» **What you are asked to do**: If a line in the entries includes "logging", show that line.

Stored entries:

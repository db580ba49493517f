//! External command execution utilities.
//!
//! Provides a Builder-based API for running an external program with a
//! wall-clock bound, capturing its output.
//!
//! # Examples
//!
//! ```ignore
//! use crate::utils::exec::Cmd;
//!
//! let output = Cmd::new("pandoc")
//!     .args(["--standalone", "-o", "out.html", "note.md"])
//!     .timeout(Duration::from_secs(30))
//!     .run()?;
//! ```

use crate::log;
use regex::Regex;
use std::{
    ffi::{OsStr, OsString},
    io::Read,
    path::{Path, PathBuf},
    process::{Child, Command, ExitStatus, Output, Stdio},
    sync::OnceLock,
    thread::{self, JoinHandle},
    time::{Duration, Instant},
};
use thiserror::Error;

/// Poll interval while waiting on a bounded child.
const WAIT_POLL: Duration = Duration::from_millis(10);

/// Failure to run an external command to successful completion.
#[derive(Debug, Error)]
pub enum ExecError {
    #[error("failed to spawn `{program}`")]
    Spawn {
        program: String,
        #[source]
        source: std::io::Error,
    },

    #[error("failed to wait for `{program}`")]
    Wait {
        program: String,
        #[source]
        source: std::io::Error,
    },

    #[error("command `{program}` failed with {status}\n{stderr}")]
    Failed {
        program: String,
        status: ExitStatus,
        stderr: String,
    },

    #[error("command `{program}` timed out after {}ms", .after.as_millis())]
    Timeout { program: String, after: Duration },
}

// ============================================================================
// Builder API
// ============================================================================

/// Command builder for external process execution.
#[derive(Default)]
pub struct Cmd {
    program: OsString,
    args: Vec<OsString>,
    cwd: Option<PathBuf>,
    timeout: Option<Duration>,
    filter: Option<&'static FilterRule>,
}

impl Cmd {
    /// Create a new command builder.
    pub fn new<S: AsRef<OsStr>>(program: S) -> Self {
        Self {
            program: program.as_ref().to_owned(),
            ..Default::default()
        }
    }

    /// Add a single argument.
    pub fn arg<S: AsRef<OsStr>>(mut self, arg: S) -> Self {
        let arg = arg.as_ref();
        if !arg.is_empty() {
            self.args.push(arg.to_owned());
        }
        self
    }

    /// Add multiple arguments.
    pub fn args<I, S>(mut self, args: I) -> Self
    where
        I: IntoIterator<Item = S>,
        S: AsRef<OsStr>,
    {
        for arg in args {
            let arg = arg.as_ref();
            if !arg.is_empty() {
                self.args.push(arg.to_owned());
            }
        }
        self
    }

    /// Set working directory.
    pub fn cwd<P: AsRef<Path>>(mut self, dir: P) -> Self {
        self.cwd = Some(dir.as_ref().to_owned());
        self
    }

    /// Kill the process and fail if it runs longer than `limit`.
    pub fn timeout(mut self, limit: Duration) -> Self {
        self.timeout = Some(limit);
        self
    }

    /// Set output filter for logging.
    pub fn filter(mut self, filter: &'static FilterRule) -> Self {
        self.filter = Some(filter);
        self
    }

    /// Render the command line for log messages.
    pub fn display(&self) -> String {
        std::iter::once(&self.program)
            .chain(&self.args)
            .map(|s| s.to_string_lossy())
            .collect::<Vec<_>>()
            .join(" ")
    }

    /// Execute the command and return its output.
    ///
    /// A non-zero exit status is an error carrying the captured stderr.
    pub fn run(self) -> Result<Output, ExecError> {
        let name = self.program.to_string_lossy().to_string();
        let filter = self.filter.unwrap_or(&EMPTY_FILTER);

        let mut cmd = Command::new(&self.program);
        cmd.args(&self.args)
            .stdin(Stdio::null())
            .stdout(Stdio::piped())
            .stderr(Stdio::piped());
        if let Some(dir) = &self.cwd {
            cmd.current_dir(dir);
        }

        let mut child = cmd.spawn().map_err(|source| ExecError::Spawn {
            program: name.clone(),
            source,
        })?;

        // Drain pipes on their own threads so a chatty child never blocks on a full pipe.
        let stdout = drain(child.stdout.take());
        let stderr = drain(child.stderr.take());

        let status = match self.timeout {
            Some(limit) => wait_bounded(&mut child, limit, &name)?,
            None => child.wait().map_err(|source| ExecError::Wait {
                program: name.clone(),
                source,
            })?,
        };

        let output = Output {
            status,
            stdout: join_drain(stdout),
            stderr: join_drain(stderr),
        };

        let stderr_text = String::from_utf8_lossy(&output.stderr);
        if !output.status.success() {
            return Err(ExecError::Failed {
                program: name,
                status: output.status,
                stderr: stderr_text.trim().to_string(),
            });
        }

        filter.log(&name, stderr_text.trim());
        Ok(output)
    }
}

/// Wait for `child` up to `limit`, killing it on expiry.
fn wait_bounded(child: &mut Child, limit: Duration, name: &str) -> Result<ExitStatus, ExecError> {
    let deadline = Instant::now() + limit;
    loop {
        match child.try_wait() {
            Ok(Some(status)) => return Ok(status),
            Ok(None) if Instant::now() >= deadline => {
                child.kill().ok();
                child.wait().ok();
                return Err(ExecError::Timeout {
                    program: name.to_string(),
                    after: limit,
                });
            }
            Ok(None) => thread::sleep(WAIT_POLL),
            Err(source) => {
                return Err(ExecError::Wait {
                    program: name.to_string(),
                    source,
                });
            }
        }
    }
}

fn drain<R: Read + Send + 'static>(pipe: Option<R>) -> Option<JoinHandle<Vec<u8>>> {
    pipe.map(|mut reader| {
        thread::spawn(move || {
            let mut buf = Vec::new();
            reader.read_to_end(&mut buf).ok();
            buf
        })
    })
}

fn join_drain(handle: Option<JoinHandle<Vec<u8>>>) -> Vec<u8> {
    handle.and_then(|h| h.join().ok()).unwrap_or_default()
}

// ============================================================================
// Output Filtering
// ============================================================================

/// Filter rule for command output logging.
///
/// Used to reduce noise by skipping known warnings or irrelevant messages.
pub struct FilterRule {
    /// Prefixes to skip when logging output.
    pub skip_prefixes: &'static [&'static str],
}

impl FilterRule {
    /// Create a new filter rule.
    pub const fn new(skip_prefixes: &'static [&'static str]) -> Self {
        Self { skip_prefixes }
    }

    /// Check if a line should be skipped.
    fn should_skip(&self, line: &str) -> bool {
        line.is_empty() || self.skip_prefixes.iter().any(|p| line.starts_with(p))
    }

    /// Log output lines that pass the filter.
    pub fn log(&self, name: &str, output: &str) {
        let lines: Vec<_> = output
            .lines()
            .filter(|line| {
                let plain = strip_ansi(line);
                let trimmed = plain.trim();
                !trimmed.is_empty() && !self.should_skip(trimmed)
            })
            .collect();

        if !lines.is_empty() {
            log!(name; "{}", lines.join("\n"));
        }
    }
}

/// Empty filter (no skipping).
pub const EMPTY_FILTER: FilterRule = FilterRule::new(&[]);

/// Strip ANSI escape codes from string.
fn strip_ansi(s: &str) -> std::borrow::Cow<'_, str> {
    static RE: OnceLock<Option<Regex>> = OnceLock::new();
    match RE.get_or_init(|| Regex::new(r"\x1b\[[0-9;]*m").ok()) {
        Some(re) => re.replace_all(s, ""),
        None => std::borrow::Cow::Borrowed(s),
    }
}

// ============================================================================
// Tests
// ============================================================================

» **Expected answer**:
    /// Set output filter for logging.
/// Filter rule for command output logging.
    /// Prefixes to skip when logging output.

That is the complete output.